Key (2010) suggests that clinicians should keep in mind: ‘the continuous, largely internal three dimensional myofascial web, providing a scaffold of tensile inner support and stability [ … ] contributing to a structural and functional bridge between the lower torso and legs’. Key also notes that: ‘This includes the obvious contractile elements for which there is accumulating evidence of deficient function in subjects with low back and/or pelvic pain – the transversus abdominis (Hodges & Richardson 1996, 1998, 1999), multifidus (Hides et al. 1996), the diaphragm and PFM’.

Impressions from clinical practice suggest attention should also be given to the obturators, iliacus, psoas, and all their related and interconnecting fascial sheaths. Sound activity within this myofascial ‘inner stocking’ sustains many functional roles: providing deep anterior support to the lower half of the spinal column; with the spinal intrinsic muscles it contributes to lumbopelvic control (Hodges 2004); while also contributing to the generation of IAP (Cresswell et al. 1994), continence and respiration (Figure 9.2).

The lack of normal diaphragmatic movement in individuals with breathing pattern disorders (BPD) deprives the viscera and abdominal cavity of rhythmic stimulation (internal ‘massage’) which may be important for maintaining normal pelvic circulation. Pelvic pain and congestion have been correlated with chronic muscle tension, chronic hypoxia, as well as accumulation of metabolites such as lactic acid and potassium (Kuligowska et al. 2005).

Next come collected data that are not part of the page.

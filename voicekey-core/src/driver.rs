//! # Driver Module
//!
//! Runs the engine at a fixed cadence on a dedicated thread.
//!
//! ## Architecture
//! - **Driver thread**: owns the [`Engine`] and the [`FrameSource`]; the only
//!   writer of tracker state
//! - **Ticker**: `crossbeam_channel::tick` re-enqueues one tick per period
//! - **Commands**: mode and setting changes, applied between ticks so no tick
//!   ever sees a half-applied switch
//! - **Outputs**: note events, meter readings and sealed sessions, sent back
//!   over an unbounded channel
//!
//! Cancellation is a shutdown message; the loop releases any held note,
//! seals an open recording, reports both and exits.

use std::thread::{self, JoinHandle};
use std::time::{Duration, Instant};

use anyhow::{anyhow, Result};
use crossbeam_channel::{select, Receiver, Sender};
use tracing::{debug, error, info};

use crate::config::EngineConfig;
use crate::engine::{Engine, ModeSwitch, OperatingMode};
use crate::frame::AudioFrame;
use crate::recording::RecordingSession;
use crate::tracker::NoteEvent;
use crate::tuning::PitchIndex;

/// Pull-based audio input, called once per tick.
///
/// Must not block. Returning `None` skips the tick.
pub trait FrameSource {
    fn next_frame(&mut self) -> Option<AudioFrame>;
}

/// External state changes.
#[derive(Debug, Clone, Copy, PartialEq)]
pub enum Command {
    SetMode(OperatingMode),
    SetSensitivity(f32),
    SetGain(f32),
    SetMonitor(bool),
}

/// Everything the driver reports back.
#[derive(Debug, Clone, PartialEq)]
pub enum EngineOutput {
    /// Attack or release for the synthesizer.
    Note(NoteEvent),
    /// Per-tick reading for display.
    Meter {
        time: f64,
        level: f32,
        frequency: Option<f32>,
        pitch: Option<PitchIndex>,
        cents_deviation: Option<f32>,
        armed: bool,
    },
    ModeChanged {
        previous: OperatingMode,
        current: OperatingMode,
        voice_routed: bool,
    },
    /// A recording finished and is ready to be stored.
    SessionComplete(RecordingSession),
}

/// Handle to the running driver thread.
#[derive(Debug)]
pub struct Driver {
    commands: Sender<Command>,
    outputs: Receiver<EngineOutput>,
    shutdown_tx: Sender<()>,
    thread_handle: Option<JoinHandle<()>>,
}

impl Driver {
    /// Spawns the driver thread.
    ///
    /// `make_source` runs on the driver thread, so sources that are not
    /// `Send` (such as a CPAL stream) can be used. Returns once the source is
    /// ready, or with its error.
    pub fn spawn<S, F>(config: EngineConfig, make_source: F) -> Result<Self>
    where
        S: FrameSource + 'static,
        F: FnOnce() -> Result<S> + Send + 'static,
    {
        config.validate()?;
        let period = config.tick_period()?;

        let (command_tx, command_rx) = crossbeam_channel::unbounded();
        let (output_tx, output_rx) = crossbeam_channel::unbounded();
        let (shutdown_tx, shutdown_rx) = crossbeam_channel::bounded(1);
        let (ready_tx, ready_rx) = crossbeam_channel::bounded::<std::result::Result<(), String>>(1);

        let thread_handle = thread::Builder::new()
            .name("voicekey-driver".into())
            .spawn(move || {
                debug!("driver thread starting");
                let source = match make_source() {
                    Ok(source) => {
                        let _ = ready_tx.send(Ok(()));
                        source
                    }
                    Err(e) => {
                        error!("Fatal error starting frame source: {:#}", e);
                        let _ = ready_tx.send(Err(format!("{:#}", e)));
                        return;
                    }
                };
                let engine = Engine::new(&config);
                run_loop(engine, source, period, command_rx, shutdown_rx, output_tx);
                debug!("driver thread finished");
            })?;

        match ready_rx.recv() {
            Ok(Ok(())) => Ok(Self {
                commands: command_tx,
                outputs: output_rx,
                shutdown_tx,
                thread_handle: Some(thread_handle),
            }),
            Ok(Err(message)) => {
                let _ = thread_handle.join();
                Err(anyhow!(message))
            }
            Err(_) => {
                let _ = thread_handle.join();
                Err(anyhow!("driver thread exited before becoming ready"))
            }
        }
    }

    pub fn send(&self, command: Command) -> Result<()> {
        self.commands
            .send(command)
            .map_err(|_| anyhow!("driver is no longer running"))
    }

    /// A second sender, e.g. for an input thread.
    pub fn commands(&self) -> Sender<Command> {
        self.commands.clone()
    }

    pub fn outputs(&self) -> &Receiver<EngineOutput> {
        &self.outputs
    }

    /// Stops the loop and waits for the thread. Final outputs stay readable
    /// from the returned receiver.
    pub fn shutdown(mut self) -> Receiver<EngineOutput> {
        self.stop();
        self.outputs.clone()
    }

    fn stop(&mut self) {
        if let Some(handle) = self.thread_handle.take() {
            let _ = self.shutdown_tx.try_send(());
            if handle.join().is_err() {
                error!("driver thread panicked");
            }
        }
    }
}

impl Drop for Driver {
    fn drop(&mut self) {
        self.stop();
    }
}

fn run_loop<S: FrameSource>(
    mut engine: Engine,
    mut source: S,
    period: Duration,
    commands: Receiver<Command>,
    shutdown: Receiver<()>,
    outputs: Sender<EngineOutput>,
) {
    let clock = Instant::now();
    let ticker = crossbeam_channel::tick(period);
    info!(period_ms = period.as_secs_f64() * 1000.0, mode = ?engine.mode(), "driver loop running");

    loop {
        select! {
            recv(ticker) -> _ => {
                let now = clock.elapsed().as_secs_f64();
                let Some(frame) = source.next_frame() else {
                    continue;
                };
                let report = engine.tick(&frame, now);
                let mut sent = report
                    .transition
                    .events()
                    .all(|event| outputs.send(EngineOutput::Note(event)).is_ok());
                sent &= outputs
                    .send(EngineOutput::Meter {
                        time: report.time,
                        level: report.level,
                        frequency: report.frequency,
                        pitch: report.pitch,
                        cents_deviation: report.cents_deviation,
                        armed: report.armed,
                    })
                    .is_ok();
                if !sent {
                    break;
                }
            },
            recv(commands) -> msg => match msg {
                Ok(command) => {
                    let now = clock.elapsed().as_secs_f64();
                    if !apply_command(&mut engine, command, now, &outputs) {
                        break;
                    }
                }
                Err(_) => break,
            },
            recv(shutdown) -> _ => break,
        }
    }

    let now = clock.elapsed().as_secs_f64();
    let switch = engine.shutdown(now);
    emit_mode_switch(&engine, switch, &outputs);
    info!("driver loop stopped");
}

/// Applies one command. Returns false once nobody listens to outputs.
fn apply_command(
    engine: &mut Engine,
    command: Command,
    now: f64,
    outputs: &Sender<EngineOutput>,
) -> bool {
    debug!(?command, "applying command");
    match command {
        Command::SetMode(mode) => {
            let switch = engine.set_mode(mode, now);
            emit_mode_switch(engine, switch, outputs)
        }
        Command::SetSensitivity(value) => {
            engine.set_sensitivity(value);
            true
        }
        Command::SetGain(value) => {
            engine.set_gain(value);
            true
        }
        Command::SetMonitor(enabled) => {
            engine.set_monitor(enabled);
            true
        }
    }
}

fn emit_mode_switch(engine: &Engine, switch: ModeSwitch, outputs: &Sender<EngineOutput>) -> bool {
    let mut sent = true;
    if let Some(event) = switch.release {
        sent &= outputs.send(EngineOutput::Note(event)).is_ok();
    }
    if let Some(session) = switch.session {
        sent &= outputs.send(EngineOutput::SessionComplete(session)).is_ok();
    }
    if switch.previous != switch.current {
        sent &= outputs
            .send(EngineOutput::ModeChanged {
                previous: switch.previous,
                current: switch.current,
                voice_routed: engine.voice_routed(),
            })
            .is_ok();
    }
    sent
}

Jones (2001) has summarized the integrated structural and functional thoracopelvic unit as follows:

With psoas fibres (and those of QL) merging with the diaphragm, and the pelvic floor, any degree of inappropriate stiffness in these muscles is likely to impact on the ability of either of the diaphragms to function normally.

Pelvic girdle pain: Respiratory connections

As discussed in Chapter 2, stabilization of the SIJs is enhanced by a combination of self-bracing and self-locking mechanisms, which have colloquially been described as ‘form closure’ (Vleeming et al. 1990a) and ‘force closure’ (Snijders et al. 1997, Hu et al. 2010) (Figure 9.3).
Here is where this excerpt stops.